Hard Science, Human Scale
What makes Liu Cixin's use of this physics so effective is that he never lets it remain abstract. The n-body problem is not background information in The Three-Body Problem. It is the engine of the novel's tragedy.
The three-body game Wang Miao encounters in the virtual reality is a pedagogical device — a way of letting readers feel, rather than merely understand, what it means for a civilization to live without orbital predictability. Each session in the game ends in disaster. Civilizations built up over centuries are wiped out in hours when the suns shift. The lesson is not just scientific. It is emotional: this is a species that has endured extinction thousands of times in its recorded history and built its entire psychological architecture around the expectation of annihilation.
That architecture — the compulsive need to escape, the willingness to do anything to survive, the desperate transmission of a signal to anyone who might answer — follows directly from the mathematics. Trisolaran aggression is not evil in the conventional sense. It is the evolved response of organisms that live inside an equation with no solution.

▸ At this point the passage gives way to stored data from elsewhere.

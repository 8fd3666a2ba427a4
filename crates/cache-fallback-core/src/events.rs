//! Routing events for cache connections.
//!
//! A connection reports every routing decision it makes (primary served,
//! primary failed, secondary served, health changed) as a typed event.
//! Listeners see the operation and the origin of the answer without
//! matching on the concrete event type.

use crate::backend::{Operation, Origin};
use std::fmt;
use std::marker::PhantomData;
use std::sync::Arc;
use std::time::Instant;

/// An event emitted by a cache connection.
pub trait Event: Send + Sync + fmt::Debug {
    /// Short snake_case name of the event (e.g. `"fallback_applied"`).
    fn event_type(&self) -> &'static str;

    /// When the event occurred.
    fn timestamp(&self) -> Instant;

    /// Name of the connection that emitted the event.
    fn source_name(&self) -> &str;

    /// The data operation the event belongs to. `None` for health changes.
    fn operation(&self) -> Option<Operation> {
        None
    }

    /// The backend that answered, for events that report a served operation.
    fn origin(&self) -> Option<Origin> {
        None
    }
}

/// Receives events of type `E`.
pub trait EventListener<E: Event>: Send + Sync {
    /// Called once per emitted event.
    fn on_event(&self, event: &E);
}

/// The listeners registered on one connection.
pub struct EventListeners<E: Event> {
    listeners: Vec<Arc<dyn EventListener<E>>>,
}

impl<E: Event> EventListeners<E> {
    /// Creates an empty set.
    pub fn new() -> Self {
        Self {
            listeners: Vec::new(),
        }
    }

    /// Registers a listener.
    pub fn add<L>(&mut self, listener: L)
    where
        L: EventListener<E> + 'static,
    {
        self.listeners.push(Arc::new(listener));
    }

    /// Delivers `event` to every listener in registration order.
    ///
    /// A panicking listener does not stop delivery to the ones after it.
    pub fn emit(&self, event: &E) {
        for listener in &self.listeners {
            let _ = std::panic::catch_unwind(std::panic::AssertUnwindSafe(|| {
                listener.on_event(event);
            }));
        }
    }

    /// Builds the event with `make` and delivers it, unless nobody listens.
    ///
    /// Routing code calls this on every operation; with no listener the
    /// connection name is never cloned.
    pub fn emit_with<F>(&self, make: F)
    where
        F: FnOnce() -> E,
    {
        if self.listeners.is_empty() {
            return;
        }
        self.emit(&make());
    }

    /// Returns true if no listener is registered.
    pub fn is_empty(&self) -> bool {
        self.listeners.is_empty()
    }

    /// Returns the number of registered listeners.
    pub fn len(&self) -> usize {
        self.listeners.len()
    }
}

impl<E: Event> Clone for EventListeners<E> {
    fn clone(&self) -> Self {
        Self {
            listeners: self.listeners.clone(),
        }
    }
}

impl<E: Event> Default for EventListeners<E> {
    fn default() -> Self {
        Self::new()
    }
}

impl<E: Event> fmt::Debug for EventListeners<E> {
    fn fmt(&self, f: &mut fmt::Formatter<'_>) -> fmt::Result {
        f.debug_struct("EventListeners")
            .field("len", &self.listeners.len())
            .finish()
    }
}

/// Adapts a closure into an [`EventListener`].
pub struct FnListener<E, F> {
    f: F,
    _event: PhantomData<fn(&E)>,
}

impl<E, F> FnListener<E, F>
where
    F: Fn(&E) + Send + Sync,
{
    /// Wraps `f`.
    pub fn new(f: F) -> Self {
        Self {
            f,
            _event: PhantomData,
        }
    }
}

impl<E, F> EventListener<E> for FnListener<E, F>
where
    E: Event,
    F: Fn(&E) + Send + Sync,
{
    fn on_event(&self, event: &E) {
        (self.f)(event)
    }
}
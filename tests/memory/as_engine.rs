//! Memory backends as fallback engines.

use bytes::Bytes;
use cache_fallback::{ConfigError, FallbackConnection, Key, Origin};
use cache_fallback_memory::{MemoryBackend, MemoryOptions};
use std::time::Duration;

#[tokio::test]
async fn test_engines_built_from_options() {
    let conn = FallbackConnection::builder()
        .primary_engine(MemoryBackend::with_options, MemoryOptions::new().max_entries(100))
        .secondary_engine(MemoryBackend::with_options, MemoryOptions::new())
        .debug(true)
        .build()
        .unwrap();
    conn.start().await.unwrap();

    let key = Key::new("s", "a");
    conn.set(&key, Bytes::from_static(b"v"), Duration::from_secs(60))
        .await
        .unwrap();

    assert_eq!(conn.primary().len(), 1);
    assert!(conn.secondary().is_empty());
    assert_eq!(
        conn.get(&key).await.unwrap().unwrap().origin,
        Some(Origin::Primary)
    );
}

#[test]
fn test_rejected_engine_options() {
    let err = FallbackConnection::<MemoryBackend, MemoryBackend>::builder()
        .primary_engine(MemoryBackend::with_options, MemoryOptions::new().max_entries(0))
        .secondary(MemoryBackend::new())
        .build()
        .unwrap_err();

    assert!(matches!(
        err,
        ConfigError::Engine {
            role: Origin::Primary,
            ..
        }
    ));
    assert!(err.to_string().starts_with("primary engine rejected its options"));
}

#[tokio::test]
async fn test_stop_clears_both_engines() {
    let conn = FallbackConnection::builder()
        .primary(MemoryBackend::new())
        .secondary(MemoryBackend::new())
        .build()
        .unwrap();
    conn.start().await.unwrap();

    let key = Key::new("s", "a");
    conn.set(&key, Bytes::from_static(b"v"), Duration::from_secs(60))
        .await
        .unwrap();

    conn.stop().await.unwrap();
    conn.start().await.unwrap();
    assert_eq!(conn.get(&key).await.unwrap(), None);
}
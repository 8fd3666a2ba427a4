//! Core infrastructure for cache-fallback.
//!
//! This crate holds the pieces every cache-fallback crate agrees on:
//! - The [`CacheBackend`] contract that storage engines implement and that the
//!   fallback connection both consumes and exposes
//! - Key, record, origin and operation types passed across that contract
//! - Backend and segment-name error types
//! - The event system used for observability

pub mod backend;
pub mod error;
pub mod events;

pub use backend::{validate_segment_name, CacheBackend, CacheRecord, Key, Operation, Origin};
pub use error::{BackendError, SegmentNameError};
pub use events::{Event, EventListener, EventListeners, FnListener};
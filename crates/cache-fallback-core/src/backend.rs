//! The cache backend contract.

use crate::error::{BackendError, SegmentNameError};
use bytes::Bytes;
use std::fmt;
use std::future::Future;
use std::time::{Duration, SystemTime};

/// Identifies a cached item.
///
/// `segment` groups related items (a namespace); `id` is unique within a
/// segment.
#[derive(Debug, Clone, PartialEq, Eq, Hash)]
pub struct Key {
    /// The namespace the item belongs to.
    pub segment: String,
    /// The item identifier within the segment.
    pub id: String,
}

impl Key {
    /// Creates a key from a segment and an id.
    pub fn new(segment: impl Into<String>, id: impl Into<String>) -> Self {
        Self {
            segment: segment.into(),
            id: id.into(),
        }
    }
}

impl fmt::Display for Key {
    fn fmt(&self, f: &mut fmt::Formatter<'_>) -> fmt::Result {
        write!(f, "{}:{}", self.segment, self.id)
    }
}

/// Which backend served a result.
#[derive(Debug, Clone, Copy, PartialEq, Eq, Hash)]
pub enum Origin {
    /// The preferred backend.
    Primary,
    /// The fallback backend.
    Secondary,
}

impl Origin {
    /// Returns `"primary"` or `"secondary"`.
    pub fn as_str(&self) -> &'static str {
        match self {
            Origin::Primary => "primary",
            Origin::Secondary => "secondary",
        }
    }
}

impl fmt::Display for Origin {
    fn fmt(&self, f: &mut fmt::Formatter<'_>) -> fmt::Result {
        f.write_str(self.as_str())
    }
}

/// A data operation of the [`CacheBackend`] contract.
#[derive(Debug, Clone, Copy, PartialEq, Eq, Hash)]
pub enum Operation {
    /// [`CacheBackend::get`]
    Get,
    /// [`CacheBackend::set`]
    Set,
    /// [`CacheBackend::delete`]
    Delete,
}

impl Operation {
    /// Returns the lowercase operation name.
    pub fn as_str(&self) -> &'static str {
        match self {
            Operation::Get => "get",
            Operation::Set => "set",
            Operation::Delete => "delete",
        }
    }
}

impl fmt::Display for Operation {
    fn fmt(&self, f: &mut fmt::Formatter<'_>) -> fmt::Result {
        f.write_str(self.as_str())
    }
}

/// A value returned by [`CacheBackend::get`].
#[derive(Debug, Clone, PartialEq, Eq)]
pub struct CacheRecord {
    /// The opaque payload.
    pub item: Bytes,
    /// When the payload was stored.
    pub stored: SystemTime,
    /// The time-to-live the payload was stored with.
    pub ttl: Duration,
    /// The backend that served the record, set only when origin tagging is on.
    pub origin: Option<Origin>,
}

impl CacheRecord {
    /// Creates an untagged record.
    pub fn new(item: impl Into<Bytes>, stored: SystemTime, ttl: Duration) -> Self {
        Self {
            item: item.into(),
            stored,
            ttl,
            origin: None,
        }
    }

    /// Returns the record tagged with the backend that served it.
    pub fn with_origin(mut self, origin: Origin) -> Self {
        self.origin = Some(origin);
        self
    }
}

/// Checks a segment name: it must be non-empty and free of `\0`.
///
/// # Examples
///
/// ```
/// use cache_fallback_core::{validate_segment_name, SegmentNameError};
///
/// assert!(validate_segment_name("sessions").is_ok());
/// assert_eq!(validate_segment_name(""), Err(SegmentNameError::Empty));
/// assert_eq!(validate_segment_name("a\0b"), Err(SegmentNameError::NullCharacter));
/// ```
pub fn validate_segment_name(name: &str) -> Result<(), SegmentNameError> {
    if name.is_empty() {
        return Err(SegmentNameError::Empty);
    }
    if name.contains('\0') {
        return Err(SegmentNameError::NullCharacter);
    }
    Ok(())
}

/// A cache storage engine.
///
/// Implementations persist opaque payloads by [`Key`]. Lifecycle calls are
/// idempotent. Any error is treated by callers as "backend unavailable".
///
/// # Examples
///
/// ```
/// use bytes::Bytes;
/// use cache_fallback_core::{BackendError, CacheBackend, CacheRecord, Key};
/// use std::time::Duration;
///
/// struct Blackhole;
///
/// impl CacheBackend for Blackhole {
///     async fn start(&self) -> Result<(), BackendError> { Ok(()) }
///     async fn stop(&self) -> Result<(), BackendError> { Ok(()) }
///     fn is_ready(&self) -> bool { true }
///     async fn get(&self, _key: &Key) -> Result<Option<CacheRecord>, BackendError> { Ok(None) }
///     async fn set(&self, _key: &Key, _value: Bytes, _ttl: Duration) -> Result<(), BackendError> { Ok(()) }
///     async fn delete(&self, _key: &Key) -> Result<(), BackendError> { Ok(()) }
/// }
/// ```
pub trait CacheBackend: Send + Sync + 'static {
    /// Connects or initializes the engine.
    fn start(&self) -> impl Future<Output = Result<(), BackendError>> + Send;

    /// Disconnects the engine.
    fn stop(&self) -> impl Future<Output = Result<(), BackendError>> + Send;

    /// Fast, non-blocking readiness check.
    fn is_ready(&self) -> bool;

    /// Rejects segment names the engine cannot store.
    fn validate_segment_name(&self, name: &str) -> Result<(), SegmentNameError> {
        validate_segment_name(name)
    }

    /// Fetches a record, or `None` when the key is absent or expired.
    fn get(
        &self,
        key: &Key,
    ) -> impl Future<Output = Result<Option<CacheRecord>, BackendError>> + Send;

    /// Stores `value` under `key` for `ttl`.
    fn set(
        &self,
        key: &Key,
        value: Bytes,
        ttl: Duration,
    ) -> impl Future<Output = Result<(), BackendError>> + Send;

    /// Removes `key`. Removing an absent key is not an error.
    fn delete(&self, key: &Key) -> impl Future<Output = Result<(), BackendError>> + Send;
}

The Real Alpha Centauri System
Liu Cixin placed Trisolaris in the Alpha Centauri system — the nearest stellar neighbors to Earth, at approximately 4.24 light-years. This was not arbitrary. Alpha Centauri is a genuine triple-star system: Alpha Centauri A and B are a closely bound binary pair orbiting each other, while Proxima Centauri is a distant red dwarf that may be gravitationally bound to the pair.
The real system is considerably more stable than Trisolaris, because A and B are widely separated from Proxima and any planets in the habitable zones of A or B would experience stable orbital mechanics dominated by the nearest star. The three-body chaos in Liu Cixin's version requires his Trisolar stars to be much closer together than Alpha Centauri's real components.
But the choice of setting is still scientifically honest in spirit. Alpha Centauri is a real three-body system. The question of whether complex life could persist there is a genuine subject of ongoing research. And the orbital dynamics Liu Cixin amplifies to catastrophic effect are rooted in real mathematics — not speculation, but the proven chaotic behavior that Poincaré identified over a century ago.
Why This Matters
Most science fiction extrapolates. It takes something real and stretches it — faster engines, smarter computers, longer lives. What Liu Cixin did with the three-body problem is different. He didn't stretch or extrapolate. He found a piece of mathematics that had been sitting in the heart of physics for three hundred years, recognized its existential implications, and built a civilization inside the consequences.
The Trisolarans are not an arbitrary alien menace. They are what survives inside an unsolved equation. Their invasion of Earth is not conquest for its own sake. It is the logical endpoint of a species that has internalized, over millennia, the knowledge that their home cannot last.
The mathematics was always there. Liu Cixin just made it personal.